──────── Task data
//! Transport over a synchronous `tokio-modbus` context, RTU or TCP.
//!
//! The context owns CRC, byte framing and the response timeout. A request that times
//! out on the context is reported as [`TransportError::Timeout`] so the
//! [`crate::sequencer`] can retry it.
use crate::{
    protocol::{RawFrame, Reply, Request},
    sequencer::{Transport, TransportError},
};
use std::borrow::Cow;
use tokio_modbus::{prelude::SyncClient, slave::SlaveContext, Slave};

/// The parity used for serial communication.
pub const PARITY: &tokio_serial::Parity = &tokio_serial::Parity::None;
/// The number of stop bits used for serial communication.
pub const STOP_BITS: &tokio_serial::StopBits = &tokio_serial::StopBits::One;
/// The number of data bits used for serial communication.
pub const DATA_BITS: &tokio_serial::DataBits = &tokio_serial::DataBits::Eight;

/// Creates a `tokio_serial::SerialPortBuilder` with the sensor's line settings (8N1).
///
/// # Arguments
///
/// * `device` - The path to the serial port device (e.g., `/dev/ttyUSB0`).
/// * `baud_rate` - The baud rate, 9600 unless the sensor was reconfigured.
pub fn serial_port_builder(device: &str, baud_rate: u32) -> tokio_serial::SerialPortBuilder {
    tokio_serial::new(device, baud_rate)
        .parity(*PARITY)
        .stop_bits(*STOP_BITS)
        .data_bits(*DATA_BITS)
        .flow_control(tokio_serial::FlowControl::None)
}

fn to_modbus_request(request: &Request) -> tokio_modbus::Request<'_> {
    match request {
        Request::ReadHoldingRegisters { address, quantity } => {
            tokio_modbus::Request::ReadHoldingRegisters(*address, *quantity)
        }
        Request::WriteSingleRegister { address, value } => {
            tokio_modbus::Request::WriteSingleRegister(*address, *value)
        }
        Request::WriteMultipleRegisters { address, values } => {
            tokio_modbus::Request::WriteMultipleRegisters(
                *address,
                Cow::Borrowed(values.as_slice()),
            )
        }
    }
}

fn from_modbus_response(response: tokio_modbus::Response) -> Result<Reply, TransportError> {
    match response {
        tokio_modbus::Response::ReadHoldingRegisters(words) => Ok(Reply::Registers(words)),
        tokio_modbus::Response::WriteSingleRegister(address, value) => {
            Ok(Reply::WriteSingleRegister(address, value))
        }
        tokio_modbus::Response::WriteMultipleRegisters(address, quantity) => {
            Ok(Reply::WriteMultipleRegisters(address, quantity))
        }
        other => Err(TransportError::Protocol(format!(
            "unexpected response {other:?}"
        ))),
    }
}

fn map_tokio_error(error: tokio_modbus::Error) -> TransportError {
    match error {
        tokio_modbus::Error::Transport(err) if err.kind() == std::io::ErrorKind::TimedOut => {
            TransportError::Timeout
        }
        tokio_modbus::Error::Transport(err) => TransportError::Io(err),
        other => TransportError::Protocol(other.to_string()),
    }
}

impl Transport for tokio_modbus::client::sync::Context {
    fn transact(&mut self, frame: &RawFrame) -> Result<Reply, TransportError> {
        self.set_slave(Slave(frame.slave));
        match self.call(to_modbus_request(&frame.request)) {
            Ok(Ok(response)) => from_modbus_response(response),
            Ok(Err(exception)) => Err(TransportError::Exception(exception.to_string())),
            Err(error) => Err(map_tokio_error(error)),
        }
    }
}
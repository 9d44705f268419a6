//! Error types shared by every layer of the driver.
use crate::{model::SensorModel, registry::RegisterOperation};

/// Caller supplied a parameter the sensor cannot accept.
#[derive(thiserror::Error, Debug, Clone, PartialEq)]
pub enum ValidationError {
    #[error("Address {0} is out of range (1-247)")]
    AddressOutOfRange(u8),

    #[error("Expected {expected} coefficients, got {actual}")]
    CoefficientCount { expected: usize, actual: usize },

    #[error("Value {0} is not a finite number")]
    NotFinite(f32),

    #[error("Fixed-point value {0} is out of range (0-255.99)")]
    FixedPointOutOfRange(f32),

    #[error("pH standard {0} is out of range (0-14)")]
    PhOutOfRange(f32),

    #[error("Brush interval of {0} minutes is out of range")]
    BrushIntervalOutOfRange(u32),

    #[error("All {0} calibration points have already been submitted")]
    TooManyPoints(u8),

    #[error("No calibration point has been submitted yet")]
    NoPointsSubmitted,

    #[error("Calibration sequence is already finished, start a new one")]
    SequenceFinished,
}

/// Describes how a reply deviated from its request.
#[derive(Debug, Clone, PartialEq)]
pub enum Mismatch {
    /// A read returned the wrong number of registers.
    RegisterCount { expected: u16, actual: usize },
    /// A write was echoed with a different address, value or quantity.
    Echo {
        expected: (u16, u16),
        actual: (u16, u16),
    },
    /// The reply belongs to another function code.
    FunctionCode { expected: u8, actual: u8 },
    /// The sensor reported a slave address outside 1-247.
    SlaveAddress(u8),
    /// The master could not parse the reply.
    Malformed(String),
}

impl std::fmt::Display for Mismatch {
    fn fmt(&self, f: &mut std::fmt::Formatter<'_>) -> std::fmt::Result {
        match self {
            Mismatch::RegisterCount { expected, actual } => {
                write!(f, "expected {expected} registers, got {actual}")
            }
            Mismatch::Echo { expected, actual } => write!(
                f,
                "expected echo {:#06X}/{:#06X}, got {:#06X}/{:#06X}",
                expected.0, expected.1, actual.0, actual.1
            ),
            Mismatch::FunctionCode { expected, actual } => {
                write!(f, "expected function code {expected:#04X}, got {actual:#04X}")
            }
            Mismatch::SlaveAddress(address) => {
                write!(f, "reported slave address {address:#04x} is out of range")
            }
            Mismatch::Malformed(reason) => write!(f, "malformed response: {reason}"),
        }
    }
}

/// Represents all possible errors of a sensor operation.
#[derive(thiserror::Error, Debug)]
pub enum Error {
    /// The model does not define the operation. No I/O was attempted.
    #[error("{operation} is not supported by {model}")]
    Unsupported {
        model: SensorModel,
        operation: RegisterOperation,
    },

    /// No complete response arrived, retries included.
    #[error("No response after {attempts} attempts")]
    Timeout { attempts: u8 },

    /// The response shape is inconsistent with the request.
    #[error("Framing mismatch: {0}")]
    FramingMismatch(Mismatch),

    #[error(transparent)]
    Validation(#[from] ValidationError),

    /// The sensor answered with a Modbus exception.
    #[error("Modbus exception: {0}")]
    Exception(String),

    /// Transport failure other than a timeout.
    #[error("Transport error: {0}")]
    Io(#[from] std::io::Error),

    /// A previous step of the calibration sequence failed.
    #[error("Calibration sequence was aborted, restart required")]
    CalibrationAborted,
}

impl From<Mismatch> for Error {
    fn from(mismatch: Mismatch) -> Self {
        Error::FramingMismatch(mismatch)
    }
}

/// The result type for sensor operations.
pub type Result<T> = std::result::Result<T, Error>;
────────────────
◆ **Your objective**
Reproduce all of the data. Leave every line unchanged.

◆ **Solution to the problem**
//! Transport over a synchronous `tokio-modbus` context, RTU or TCP.
//!
//! The context owns CRC, byte framing and the response timeout. A request that times
//! out on the context is reported as [`TransportError::Timeout`] so the
//! [`crate::sequencer`] can retry it.
use crate::{
    protocol::{RawFrame, Reply, Request},
    sequencer::{Transport, TransportError},
};
use std::borrow::Cow;
use tokio_modbus::{prelude::SyncClient, slave::SlaveContext, Slave};

/// The parity used for serial communication.
pub const PARITY: &tokio_serial::Parity = &tokio_serial::Parity::None;
/// The number of stop bits used for serial communication.
pub const STOP_BITS: &tokio_serial::StopBits = &tokio_serial::StopBits::One;
/// The number of data bits used for serial communication.
pub const DATA_BITS: &tokio_serial::DataBits = &tokio_serial::DataBits::Eight;

/// Creates a `tokio_serial::SerialPortBuilder` with the sensor's line settings (8N1).
///
/// # Arguments
///
/// * `device` - The path to the serial port device (e.g., `/dev/ttyUSB0`).
/// * `baud_rate` - The baud rate, 9600 unless the sensor was reconfigured.
pub fn serial_port_builder(device: &str, baud_rate: u32) -> tokio_serial::SerialPortBuilder {
    tokio_serial::new(device, baud_rate)
        .parity(*PARITY)
        .stop_bits(*STOP_BITS)
        .data_bits(*DATA_BITS)
        .flow_control(tokio_serial::FlowControl::None)
}

fn to_modbus_request(request: &Request) -> tokio_modbus::Request<'_> {
    match request {
        Request::ReadHoldingRegisters { address, quantity } => {
            tokio_modbus::Request::ReadHoldingRegisters(*address, *quantity)
        }
        Request::WriteSingleRegister { address, value } => {
            tokio_modbus::Request::WriteSingleRegister(*address, *value)
        }
        Request::WriteMultipleRegisters { address, values } => {
            tokio_modbus::Request::WriteMultipleRegisters(
                *address,
                Cow::Borrowed(values.as_slice()),
            )
        }
    }
}

fn from_modbus_response(response: tokio_modbus::Response) -> Result<Reply, TransportError> {
    match response {
        tokio_modbus::Response::ReadHoldingRegisters(words) => Ok(Reply::Registers(words)),
        tokio_modbus::Response::WriteSingleRegister(address, value) => {
            Ok(Reply::WriteSingleRegister(address, value))
        }
        tokio_modbus::Response::WriteMultipleRegisters(address, quantity) => {
            Ok(Reply::WriteMultipleRegisters(address, quantity))
        }
        other => Err(TransportError::Protocol(format!(
            "unexpected response {other:?}"
        ))),
    }
}

fn map_tokio_error(error: tokio_modbus::Error) -> TransportError {
    match error {
        tokio_modbus::Error::Transport(err) if err.kind() == std::io::ErrorKind::TimedOut => {
            TransportError::Timeout
        }
        tokio_modbus::Error::Transport(err) => TransportError::Io(err),
        other => TransportError::Protocol(other.to_string()),
    }
}

impl Transport for tokio_modbus::client::sync::Context {
    fn transact(&mut self, frame: &RawFrame) -> Result<Reply, TransportError> {
        self.set_slave(Slave(frame.slave));
        match self.call(to_modbus_request(&frame.request)) {
            Ok(Ok(response)) => from_modbus_response(response),
            Ok(Err(exception)) => Err(TransportError::Exception(exception.to_string())),
            Err(error) => Err(map_tokio_error(error)),
        }
    }
}
repository 9d44705f268419a6
//! Error types shared by every layer of the driver.
use crate::{model::SensorModel, registry::RegisterOperation};

/// Caller supplied a parameter the sensor cannot accept.
#[derive(thiserror::Error, Debug, Clone, PartialEq)]
pub enum ValidationError {
    #[error("Address {0} is out of range (1-247)")]
    AddressOutOfRange(u8),

    #[error("Expected {expected} coefficients, got {actual}")]
    CoefficientCount { expected: usize, actual: usize },

    #[error("Value {0} is not a finite number")]
    NotFinite(f32),

    #[error("Fixed-point value {0} is out of range (0-255.99)")]
    FixedPointOutOfRange(f32),

    #[error("pH standard {0} is out of range (0-14)")]
    PhOutOfRange(f32),

    #[error("Brush interval of {0} minutes is out of range")]
    BrushIntervalOutOfRange(u32),

    #[error("All {0} calibration points have already been submitted")]
    TooManyPoints(u8),

    #[error("No calibration point has been submitted yet")]
    NoPointsSubmitted,

    #[error("Calibration sequence is already finished, start a new one")]
    SequenceFinished,
}

/// Describes how a reply deviated from its request.
#[derive(Debug, Clone, PartialEq)]
pub enum Mismatch {
    /// A read returned the wrong number of registers.
    RegisterCount { expected: u16, actual: usize },
    /// A write was echoed with a different address, value or quantity.
    Echo {
        expected: (u16, u16),
        actual: (u16, u16),
    },
    /// The reply belongs to another function code.
    FunctionCode { expected: u8, actual: u8 },
    /// The sensor reported a slave address outside 1-247.
    SlaveAddress(u8),
    /// The master could not parse the reply.
    Malformed(String),
}

impl std::fmt::Display for Mismatch {
    fn fmt(&self, f: &mut std::fmt::Formatter<'_>) -> std::fmt::Result {
        match self {
            Mismatch::RegisterCount { expected, actual } => {
                write!(f, "expected {expected} registers, got {actual}")
            }
            Mismatch::Echo { expected, actual } => write!(
                f,
                "expected echo {:#06X}/{:#06X}, got {:#06X}/{:#06X}",
                expected.0, expected.1, actual.0, actual.1
            ),
            Mismatch::FunctionCode { expected, actual } => {
                write!(f, "expected function code {expected:#04X}, got {actual:#04X}")
            }
            Mismatch::SlaveAddress(address) => {
                write!(f, "reported slave address {address:#04x} is out of range")
            }
            Mismatch::Malformed(reason) => write!(f, "malformed response: {reason}"),
        }
    }
}

/// Represents all possible errors of a sensor operation.
#[derive(thiserror::Error, Debug)]
pub enum Error {
    /// The model does not define the operation. No I/O was attempted.
    #[error("{operation} is not supported by {model}")]
    Unsupported {
        model: SensorModel,
        operation: RegisterOperation,
    },

    /// No complete response arrived, retries included.
    #[error("No response after {attempts} attempts")]
    Timeout { attempts: u8 },

    /// The response shape is inconsistent with the request.
    #[error("Framing mismatch: {0}")]
    FramingMismatch(Mismatch),

    #[error(transparent)]
    Validation(#[from] ValidationError),

    /// The sensor answered with a Modbus exception.
    #[error("Modbus exception: {0}")]
    Exception(String),

    /// Transport failure other than a timeout.
    #[error("Transport error: {0}")]
    Io(#[from] std::io::Error),

    /// A previous step of the calibration sequence failed.
    #[error("Calibration sequence was aborted, restart required")]
    CalibrationAborted,
}

impl From<Mismatch> for Error {
    fn from(mismatch: Mismatch) -> Self {
        Error::FramingMismatch(mismatch)
    }
}

/// The result type for sensor operations.
pub type Result<T> = std::result::Result<T, Error>;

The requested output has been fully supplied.